## Your task:
Here are the records. Print them all exactly.

## Source material:
---+---
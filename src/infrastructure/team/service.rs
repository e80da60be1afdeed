//! Team service for roster management

use std::collections::HashMap;
use std::sync::Arc;

use tracing::{debug, info};

use crate::domain::player::{Player, PlayerRepository};
use crate::domain::team::{NewTeam, TeamId, TeamRepository, TeamRoster, TeamValidationError};
use crate::domain::DomainError;

/// Request for creating a new team
#[derive(Debug, Clone, Default)]
pub struct CreateTeamRequest {
    pub name: Option<String>,
}

/// Request for updating a team
#[derive(Debug, Clone, Default)]
pub struct UpdateTeamRequest {
    pub name: Option<String>,
}

/// Team service for managing teams and reading their rosters
#[derive(Clone)]
pub struct TeamService {
    teams: Arc<dyn TeamRepository>,
    players: Arc<dyn PlayerRepository>,
}

impl std::fmt::Debug for TeamService {
    fn fmt(&self, f: &mut std::fmt::Formatter<'_>) -> std::fmt::Result {
        f.debug_struct("TeamService").finish_non_exhaustive()
    }
}

impl TeamService {
    pub fn new(teams: Arc<dyn TeamRepository>, players: Arc<dyn PlayerRepository>) -> Self {
        Self { teams, players }
    }

    /// List all teams with their players
    ///
    /// Teams and players are two separate reads, not one snapshot. Players
    /// pointing at a team missing from the first read are left out.
    pub async fn list(&self) -> Result<Vec<TeamRoster>, DomainError> {
        let teams = self.teams.list().await?;
        let mut by_team: HashMap<TeamId, Vec<Player>> = HashMap::new();

        for player in self.players.list().await? {
            if let Some(team_id) = player.team_id() {
                by_team.entry(team_id).or_default().push(player);
            }
        }

        debug!(count = teams.len(), "Listed teams");

        Ok(teams
            .into_iter()
            .map(|team| {
                let players = by_team.remove(&team.id()).unwrap_or_default();
                TeamRoster::new(team, players)
            })
            .collect())
    }

    /// Get a team and its players
    pub async fn get(&self, id: TeamId) -> Result<TeamRoster, DomainError> {
        debug!(id = %id, "Getting team");

        let team = self
            .teams
            .get(id)
            .await?
            .ok_or_else(|| DomainError::not_found(format!("Team {} not found", id)))?;

        let players = self.players.list_by_team(id).await?;
        Ok(TeamRoster::new(team, players))
    }

    /// Create a new team
    pub async fn create(&self, request: CreateTeamRequest) -> Result<TeamRoster, DomainError> {
        let name = request.name.ok_or(TeamValidationError::MissingName)?;
        let team = self.teams.create(NewTeam::new(name)?).await?;

        info!(id = %team.id(), name = %team.name(), "Created team");
        Ok(TeamRoster::new(team, Vec::new()))
    }

    /// Rename a team; the team must exist before the body is considered
    pub async fn update(
        &self,
        id: TeamId,
        request: UpdateTeamRequest,
    ) -> Result<TeamRoster, DomainError> {
        let mut team = self
            .teams
            .get(id)
            .await?
            .ok_or_else(|| DomainError::not_found(format!("Team {} not found", id)))?;

        let name = request.name.ok_or(TeamValidationError::MissingName)?;
        team.set_name(name)?;

        let team = self.teams.update(&team).await?;
        let players = self.players.list_by_team(id).await?;

        info!(id = %id, name = %team.name(), "Updated team");
        Ok(TeamRoster::new(team, players))
    }

    /// Delete a team, releasing its players as free agents
    pub async fn delete(&self, id: TeamId) -> Result<TeamId, DomainError> {
        if !self.teams.delete(id).await? {
            return Err(DomainError::not_found(format!("Team {} not found", id)));
        }

        info!(id = %id, "Deleted team");
        Ok(id)
    }
}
---+---
## Response below:
filename src/infrastructure/team/service.rs
repository e80da60be1afdeed
//! Team service for roster management

use std::collections::HashMap;
use std::sync::Arc;

use tracing::{debug, info};

use crate::domain::player::{Player, PlayerRepository};
use crate::domain::team::{NewTeam, TeamId, TeamRepository, TeamRoster, TeamValidationError};
use crate::domain::DomainError;

/// Request for creating a new team
#[derive(Debug, Clone, Default)]
pub struct CreateTeamRequest {
    pub name: Option<String>,
}

/// Request for updating a team
#[derive(Debug, Clone, Default)]
pub struct UpdateTeamRequest {
    pub name: Option<String>,
}

/// Team service for managing teams and reading their rosters
#[derive(Clone)]
pub struct TeamService {
    teams: Arc<dyn TeamRepository>,
    players: Arc<dyn PlayerRepository>,
}

impl std::fmt::Debug for TeamService {
    fn fmt(&self, f: &mut std::fmt::Formatter<'_>) -> std::fmt::Result {
        f.debug_struct("TeamService").finish_non_exhaustive()
    }
}

impl TeamService {
    pub fn new(teams: Arc<dyn TeamRepository>, players: Arc<dyn PlayerRepository>) -> Self {
        Self { teams, players }
    }

    /// List all teams with their players
    ///
    /// Teams and players are two separate reads, not one snapshot. Players
    /// pointing at a team missing from the first read are left out.
    pub async fn list(&self) -> Result<Vec<TeamRoster>, DomainError> {
        let teams = self.teams.list().await?;
        let mut by_team: HashMap<TeamId, Vec<Player>> = HashMap::new();

        for player in self.players.list().await? {
            if let Some(team_id) = player.team_id() {
                by_team.entry(team_id).or_default().push(player);
            }
        }

        debug!(count = teams.len(), "Listed teams");

        Ok(teams
            .into_iter()
            .map(|team| {
                let players = by_team.remove(&team.id()).unwrap_or_default();
                TeamRoster::new(team, players)
            })
            .collect())
    }

    /// Get a team and its players
    pub async fn get(&self, id: TeamId) -> Result<TeamRoster, DomainError> {
        debug!(id = %id, "Getting team");

        let team = self
            .teams
            .get(id)
            .await?
            .ok_or_else(|| DomainError::not_found(format!("Team {} not found", id)))?;

        let players = self.players.list_by_team(id).await?;
        Ok(TeamRoster::new(team, players))
    }

    /// Create a new team
    pub async fn create(&self, request: CreateTeamRequest) -> Result<TeamRoster, DomainError> {
        let name = request.name.ok_or(TeamValidationError::MissingName)?;
        let team = self.teams.create(NewTeam::new(name)?).await?;

        info!(id = %team.id(), name = %team.name(), "Created team");
        Ok(TeamRoster::new(team, Vec::new()))
    }

    /// Rename a team; the team must exist before the body is considered
    pub async fn update(
        &self,
        id: TeamId,
        request: UpdateTeamRequest,
    ) -> Result<TeamRoster, DomainError> {
        let mut team = self
            .teams
            .get(id)
            .await?
            .ok_or_else(|| DomainError::not_found(format!("Team {} not found", id)))?;

        let name = request.name.ok_or(TeamValidationError::MissingName)?;
        team.set_name(name)?;

        let team = self.teams.update(&team).await?;
        let players = self.players.list_by_team(id).await?;

        info!(id = %id, name = %team.name(), "Updated team");
        Ok(TeamRoster::new(team, players))
    }

    /// Delete a team, releasing its players as free agents
    pub async fn delete(&self, id: TeamId) -> Result<TeamId, DomainError> {
        if !self.teams.delete(id).await? {
            return Err(DomainError::not_found(format!("Team {} not found", id)));
        }

        info!(id = %id, "Deleted team");
        Ok(id)
    }
}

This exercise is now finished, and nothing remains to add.